Comparison and Analysis of the Results
To close this chapter of monitoring NDVI and NBR, we will look at a summarized example on how to efficiently monitor, analyze and compare the NDVI and NBR of any research area. This will give us a chance to test and strenghten the skills that we acquired by now.
To do so, we will have a look at wildfires that occured during the period of 09/01/2020 to 10/15/2020 in Syria.
As Lattakia was severely affected by the wildfires, we will have a look at this region to see if we can see the impacts of it in our data.
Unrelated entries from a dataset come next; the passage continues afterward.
//! Opaque entity records and the two response payload shapes.

use serde::{Deserialize, Serialize};
use serde_json::{Map, Value};

/// One entity record as returned by the API: an opaque JSON object.
///
/// The SDK does not model endpoint-specific fields. Only `id` and the
/// `title`/`name` label fields are interpreted, for cache keys and
/// by-name lookups; everything else passes through untouched.
#[derive(Debug, Clone, PartialEq, Serialize, Deserialize)]
#[serde(transparent)]
pub struct Record(Map<String, Value>);

impl Record {
    pub fn new(fields: Map<String, Value>) -> Self {
        Self(fields)
    }

    /// Raw field access.
    pub fn get(&self, field: &str) -> Option<&Value> {
        self.0.get(field)
    }

    /// The numeric `id` field, if present.
    pub fn id(&self) -> Option<i64> {
        self.0.get("id").and_then(Value::as_i64)
    }

    /// The `title` field (experiments, categories, statuses, tags).
    pub fn title(&self) -> Option<&str> {
        self.0.get("title").and_then(Value::as_str)
    }

    /// The `name` field (teams).
    pub fn name(&self) -> Option<&str> {
        self.0.get("name").and_then(Value::as_str)
    }

    /// True when the body is the API's payload-encoded not-found marker:
    /// a 2xx response whose JSON object carries `"code": 404`.
    pub fn is_not_found(&self) -> bool {
        self.0.get("code").and_then(Value::as_i64) == Some(404)
    }

    pub fn fields(&self) -> &Map<String, Value> {
        &self.0
    }

    pub fn into_fields(self) -> Map<String, Value> {
        self.0
    }
}

/// Response body shape at the transport boundary.
///
/// List endpoints return arrays; single-resource endpoints return one
/// object. The ambiguity stops here — callers past this point always
/// see a `Vec<Record>`.
#[derive(Debug, Clone, Deserialize)]
#[serde(untagged)]
pub enum Payload {
    Many(Vec<Record>),
    One(Record),
}

impl Payload {
    /// Normalize to "always a list": a single object becomes a
    /// one-element list, a list passes through unchanged.
    pub fn into_records(self) -> Vec<Record> {
        match self {
            Payload::Many(records) => records,
            Payload::One(record) => vec![record],
        }
    }
}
This time, we will be using Sentinel 2 data, as it has a higher spatial resolution and forces us to not just simply copy the previous code, but adapt our knowledge to another sensors properties.
Monitoring and Analysing the NDVI and NBR - Wildfires - Part 1
///////////////////////////////////////////////////////////////////////////////////////////////////////////////////////////////////////
//Let us start by collecting all the parameters, functions and variable that we will need often later on.
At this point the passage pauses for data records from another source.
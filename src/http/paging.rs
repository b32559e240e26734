//! Cursorless pagination over `limit`/`offset` list endpoints.
//!
//! The API caps every list response at a per-request `limit`. This layer
//! hides that: with [`PageLimit::All`] it walks pages at increasing
//! offsets and concatenates them, terminating on the first short page.
//! There is no count or next-page token, so a total that is an exact
//! multiple of the page size costs one extra trailing request that
//! returns zero records.

use crate::error::HttpError;
use crate::http::client::ElabHttp;
use crate::shared::{Payload, Record};

use reqwest::header::HeaderMap;
use reqwest::Method;
use serde_json::Value;

/// Records per page when fetching with [`PageLimit::All`], unless
/// overridden on the client builder.
pub const DEFAULT_PAGE_SIZE: u32 = 50;

/// How many records a fetch asks the server for.
#[derive(Debug, Clone, Copy, PartialEq, Eq)]
pub enum PageLimit {
    /// Page through everything.
    All,
    /// Exactly one physical request with this `limit`.
    Fixed(u32),
}

impl Default for PageLimit {
    fn default() -> Self {
        PageLimit::All
    }
}

impl ElabHttp {
    /// Fetch records from `endpoint` as one ordered list.
    ///
    /// - [`PageLimit::All`] on a `GET` pages through the endpoint until a
    ///   short page signals the end of the data. On any other verb a
    ///   single request is made with no pagination parameters — writes
    ///   are never paginated.
    /// - [`PageLimit::Fixed`] makes exactly one request with the given
    ///   `limit` and `offset` passed through.
    ///
    /// Explicit `limit`/`offset` always supersede `limit`/`offset` keys
    /// present in the caller's `query` bag. Single-object responses come
    /// back as a one-element list. A failure mid-pagination aborts the
    /// whole fetch; no partial list is returned.
    pub fn fetch_records(
        &self,
        method: Method,
        endpoint: &str,
        query: &[(String, String)],
        limit: PageLimit,
        offset: u32,
        body: Option<&Value>,
    ) -> Result<Vec<Record>, HttpError> {
        let query: Vec<(String, String)> = query
            .iter()
            .filter(|(key, _)| key != "limit" && key != "offset")
            .cloned()
            .collect();

        if let PageLimit::Fixed(n) = limit {
            let mut query = query;
            query.push(("limit".into(), n.to_string()));
            query.push(("offset".into(), offset.to_string()));
            let resp = self.send(method, endpoint, &query, HeaderMap::new(), body)?;
            return Ok(resp.json::<Payload>()?.into_records());
        }

        if method != Method::GET {
            let resp = self.send(method, endpoint, &query, HeaderMap::new(), body)?;
            return Ok(resp.json::<Payload>()?.into_records());
        }

        let page_size = self.page_size();
        let mut records = Vec::new();
        let mut offset = offset;

        loop {
            let mut page_query = query.clone();
            page_query.push(("limit".into(), page_size.to_string()));
            page_query.push(("offset".into(), offset.to_string()));

            let resp = self.send(Method::GET, endpoint, &page_query, HeaderMap::new(), body)?;
            let page = resp.json::<Payload>()?.into_records();
            let short = (page.len() as u32) < page_size;
            records.extend(page);

            if short {
                return Ok(records);
            }
            offset += page_size;
        }
    }
}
//Visualization parameters:
var visParams = {'min': 400,'max': [4000,3000,3000], 'bands':'B8,B4,B3'};
var ndviParams = {min: -1, max: 1, palette: ['blue', 'white', 'green']};
var nbrParams = {min: -1, max: 1, palette: ['red', 'white', 'green']};
var dndviParams = {min: -1, max: 1, palette: ['DarkGreen', 'green', 'LimeGreen', 'white', 'burlywood', 'brown', 'maroon']};
var dnbrParams = {min: -1, max: 1, palette: ['DarkGreen', 'green', 'LimeGreen', 'white', 'burlywood', 'brown', 'maroon']};
//Function to add NDVI to an ImageCollection
var addNDVI = function(image) {
var ndvi = image.normalizedDifference(['B8', 'B4']).rename('NDVI');
return image.addBands(ndvi);
};
//Function to add NBR to an ImageCollection
var addNBR = function(image) {
var nbr = image.normalizedDifference(['B8', 'B12']).rename('NBR');
return image.addBands(nbr);
};
///////////////////////////////////////////////////////////////////////////////////////////////////////////////////////////////////////
//Access Geometry data of the Region of Lattakia
var extent_aoi = ee.FeatureCollection("FAO/GAUL/2015/level1")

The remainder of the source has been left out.